A former college room-mate of mine, who later went to Harding College, has been caught up in the new hermeneutics, and in February of this year, he responded to a message I sent him with these words: “I can’t believe you’re still hung up on that ‘pattern’ nonsense! No, there is nothing wrong with instrumental music in worship (the N.T. is silent on the subject), observing the Eucharist once a month, or teaching the doctrine of salvation by faith only – depending on what one means by faith. And I’m quite sure there are good Christians who are members of that Baptist Church of Christ.” I wonder what present advocates of new hermeneutics among brethren would say to my friend, and why? The fact is, they have no hermeneutical principle by which they can say anything he believes is wrong. If so, what are they and how do they apply to his statements? They have accepted the cultural hermeneutic of our age which says whatever a person sincerely believes to be true is truth for him and this makes him free from legalism and able to fully develop spiritually!

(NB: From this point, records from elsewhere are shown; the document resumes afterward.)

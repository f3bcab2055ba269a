use super::{ApiState, health};
use utoipa_axum::router::OpenApiRouter;
use utoipa_axum::routes;

/// Infrastructure routes that do not belong to any feature slice.
pub fn system_router() -> OpenApiRouter<ApiState> {
    OpenApiRouter::new().routes(routes!(health::health_handler))
}
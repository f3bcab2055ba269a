use chrono::{DateTime, Utc};
use email_address::EmailAddress;
use folio_derive::api_model;
use folio_kernel::safe_nanoid;
use folio_kernel::validation::FieldViolation;
use std::str::FromStr;

/// Length of generated message identifiers.
pub const MESSAGE_ID_LEN: usize = 20;

const EMPTY: &str = "must not be empty";
const INVALID_EMAIL: &str = "must be a valid email address";

/// A candidate message as posted by a visitor.
///
/// Extra fields are ignored, so a client cannot smuggle in its own `id` or `timestamp`.
#[api_model(deny_unknown_fields = false)]
#[derive(Clone, Default, PartialEq, Eq)]
pub struct ContactSubmission {
    #[cfg_attr(feature = "server", schema(example = "John Smith"))]
    pub name: String,
    #[cfg_attr(feature = "server", schema(example = "john.smith@example.com"))]
    pub email: String,
    #[cfg_attr(feature = "server", schema(example = "Business Inquiry"))]
    pub subject: String,
    #[cfg_attr(feature = "server", schema(example = "I would like to discuss a potential project."))]
    pub message: String,
}

impl ContactSubmission {
    /// Checks every field and reports all violations at once, in field order.
    pub fn validate(self) -> Result<ValidContact, Vec<FieldViolation>> {
        let mut violations = Vec::new();

        if is_blank(&self.name) {
            violations.push(FieldViolation::new("name", EMPTY));
        }
        if is_blank(&self.email) {
            violations.push(FieldViolation::new("email", EMPTY));
        } else if !is_valid_email(&self.email) {
            violations.push(FieldViolation::new("email", INVALID_EMAIL));
        }
        if is_blank(&self.subject) {
            violations.push(FieldViolation::new("subject", EMPTY));
        }
        if is_blank(&self.message) {
            violations.push(FieldViolation::new("message", EMPTY));
        }

        if violations.is_empty() { Ok(ValidContact(self)) } else { Err(violations) }
    }
}

/// A submission that passed [`ContactSubmission::validate`].
#[derive(Debug, Clone, PartialEq, Eq)]
pub struct ValidContact(ContactSubmission);

impl ValidContact {
    #[must_use]
    pub fn submission(&self) -> &ContactSubmission {
        &self.0
    }
}

/// A persisted contact message. Never mutated after creation.
#[api_model]
#[derive(Clone, PartialEq, Eq)]
pub struct ContactMessage {
    #[cfg_attr(feature = "server", schema(example = "k7Hq3ZtW9mPxR2cVb8Nf"))]
    pub id: String,
    pub name: String,
    pub email: String,
    pub subject: String,
    pub message: String,
    pub timestamp: DateTime<Utc>,
}

impl ContactMessage {
    /// Stamps a validated submission with a fresh id and the current UTC time.
    #[must_use]
    pub fn new(contact: ValidContact) -> Self {
        let ContactSubmission { name, email, subject, message } = contact.0;
        Self { id: safe_nanoid!(MESSAGE_ID_LEN), name, email, subject, message, timestamp: Utc::now() }
    }
}

fn is_blank(value: &str) -> bool {
    value.trim().is_empty()
}

// Plain `local@domain` only: display names, domain literals and bare hosts such as
// `user@localhost` are rejected.
fn is_valid_email(value: &str) -> bool {
    EmailAddress::from_str(value).is_ok_and(|address| {
        let domain = address.domain();
        address.email() == value
            && !domain.starts_with('[')
            && domain.contains('.')
            && !domain.starts_with('.')
            && !domain.ends_with('.')
    })
}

In his conclusion, Bales talked about people criticizing “the traditional song-prayer-sermon-invitational service.” He accurately said: “It should be obvious that it is not just traditional, but is scriptural to sing, pray, teach, give and observe the Lord’s supper in the assembly on the Lord’s day…However, we should not be deceived. When ‘renewalists’ (he named one) speak of breaking with the past in so far as the ‘worship hour’ is concerned, they are out to change far more than the ‘worship hour.’ The influences of society, or some segment of society, rather than the influence of Scripture constitutes the decisive influence with this type of ‘renewalist.’” (pg. 226, 227).

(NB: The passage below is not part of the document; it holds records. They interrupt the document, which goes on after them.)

//! # Folio Server
//!
//! Portfolio backend built on `Axum` and `SurrealDB`: fixed profile content plus
//! contact message intake and retrieval.
//!
//! ## Example
//! ```no_run
//! use folio_server::Server;
//!
//! #[tokio::main]
//! async fn main() -> anyhow::Result<()> {
//!     Server::builder()
//!         .port(8001)
//!         .build()
//!         .await?
//!         .run()
//!         .await
//! }
//! ```

mod router;
mod shutdown;

use anyhow::{Context, Result, bail};
use axum::Router;
use axum_server::Handle;
use axum_server::tls_rustls::RustlsConfig;
use folio::domain::config::{AppConfig, SslConfig};
use folio::kernel::server::ApiState;
use folio_database::Database;
use std::net::SocketAddr;
use tracing::{info, warn};

/// Configures and bootstraps a [`Server`].
#[must_use = "builders do nothing unless you call .build()"]
#[derive(Debug, Default)]
pub struct ServerBuilder {
    cfg: AppConfig,
}

impl ServerBuilder {
    /// Replaces the whole configuration.
    pub fn config(mut self, cfg: AppConfig) -> Self {
        self.cfg = cfg;
        self
    }

    /// Overrides the listening port only.
    pub fn port(mut self, port: u16) -> Self {
        self.cfg.server.port = port;
        self
    }

    /// Opens the document store, migrates it and assembles the request state.
    ///
    /// # Errors
    /// * configured TLS files are missing
    /// * the store is unreachable or rejects the credentials
    /// * a migration fails or was edited after being applied
    pub async fn build(self) -> Result<Server> {
        if let Some(ssl) = &self.cfg.server.ssl {
            check_tls_files(ssl)?;
        }

        let database = connect(&self.cfg).await?;
        let state = ApiState::builder()
            .register_slices(folio::init(&database))
            .config(self.cfg)
            .db(database)
            .build()
            .context("Assembling API state")?;

        info!(
            features = ?folio::features::ENABLED,
            slices = ?state.slice_names().collect::<Vec<_>>(),
            "Server ready"
        );
        Ok(Server { state })
    }
}

async fn connect(cfg: &AppConfig) -> Result<Database> {
    let store = &cfg.database;
    let builder = Database::builder()
        .url(&store.url)
        .session(&store.namespace, &store.database)
        .migrations(folio::migrations());

    let builder = match &store.credentials {
        Some(creds) => builder.auth(&creds.username, &creds.password),
        None => builder,
    };

    builder.init().await.with_context(|| format!("Connecting to document store at {}", store.url))
}

fn check_tls_files(ssl: &SslConfig) -> Result<()> {
    for (kind, path) in [("certificate", &ssl.cert), ("private key", &ssl.key)] {
        if !path.is_file() {
            bail!("TLS {kind} not found at {}", path.display());
        }
    }

    #[cfg(unix)]
    {
        use std::os::unix::fs::PermissionsExt;
        let mode = ssl.key.metadata()?.permissions().mode();
        if mode & 0o077 != 0 {
            warn!(key = %ssl.key.display(), mode = %format!("{mode:o}"), "TLS private key is readable by others");
        }
    }

    Ok(())
}

/// A bootstrapped server; call [`Server::run`] to accept connections.
#[must_use = "call .run().await to start the server"]
#[derive(Debug)]
pub struct Server {
    state: ApiState,
}

impl Server {
    pub fn builder() -> ServerBuilder {
        ServerBuilder::default()
    }

    /// The complete HTTP application: API routes, docs, tracing and CORS.
    pub fn router(&self) -> Router {
        router::init(self.state.clone())
    }

    #[must_use]
    pub const fn state(&self) -> &ApiState {
        &self.state
    }

    /// Serves HTTP, or HTTPS when TLS is configured, until SIGINT or SIGTERM.
    ///
    /// # Errors
    /// Returns an error if binding fails or the TLS material cannot be loaded.
    pub async fn run(self) -> Result<()> {
        let server_cfg = &self.state.config.server;
        let address = SocketAddr::new(server_cfg.address, server_cfg.port);
        let service = self.router().into_make_service();

        let handle = Handle::<SocketAddr>::new();
        shutdown::drain_on_signal(handle.clone());

        match &server_cfg.ssl {
            Some(ssl) => {
                let tls = RustlsConfig::from_pem_file(&ssl.cert, &ssl.key)
                    .await
                    .context("Loading TLS certificate and key")?;
                info!("Listening on https://{address}, docs at {}", router::DOCS_PATH);
                axum_server::bind_rustls(address, tls)
                    .handle(handle)
                    .serve(service)
                    .await
                    .context("HTTPS listener failed")?;
            },
            None => {
                info!("Listening on http://{address}, docs at {}", router::DOCS_PATH);
                axum_server::bind(address)
                    .handle(handle)
                    .serve(service)
                    .await
                    .context("HTTP listener failed")?;
            },
        }

        info!("Server stopped");
        Ok(())
    }
}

When men are more impressed with the scholarship of the world than with the ancient order of the New Testament, they endanger their own souls and the souls of others. The canon of Scripture did not become authoritative in the fourth century (as advocated in the Nashville meeting in 1988), but what the apostles bound and loosed on earth was what God had bound and loosed in heaven and constituted a pattern before it was ever written. People knew the pattern on how to be saved before the book of Acts was written, and they knew when to observe the Lord’s supper before Acts 20 was written. God’s word was a pattern when it was spoken and we have that same message preserved for us in written form (1 Pet. 1:23-25). The principles of Bible interpretation did not begin with Francis Bacon (as so-called scholars argue), but has always been God’s way of communicating with men. Jesus used precept, example, necessary inference and generic and specific authority in answering the question about divorce in Matthew 19. The apostles used precept, example and necessary inference in revealing God’s will on whether Gentiles had to be circumcised in order to be saved (Acts 15). When men lose their respect for what the apostles bound and loosed, by the direction of the Holy Spirit, they are following the wisdom of men, not the wisdom of God. It reminds me of a ship in a swift stream that has lost its rudder and has no paddle. It may drift safely for a little while because it had been guided into safe waters, but the end will not be pretty.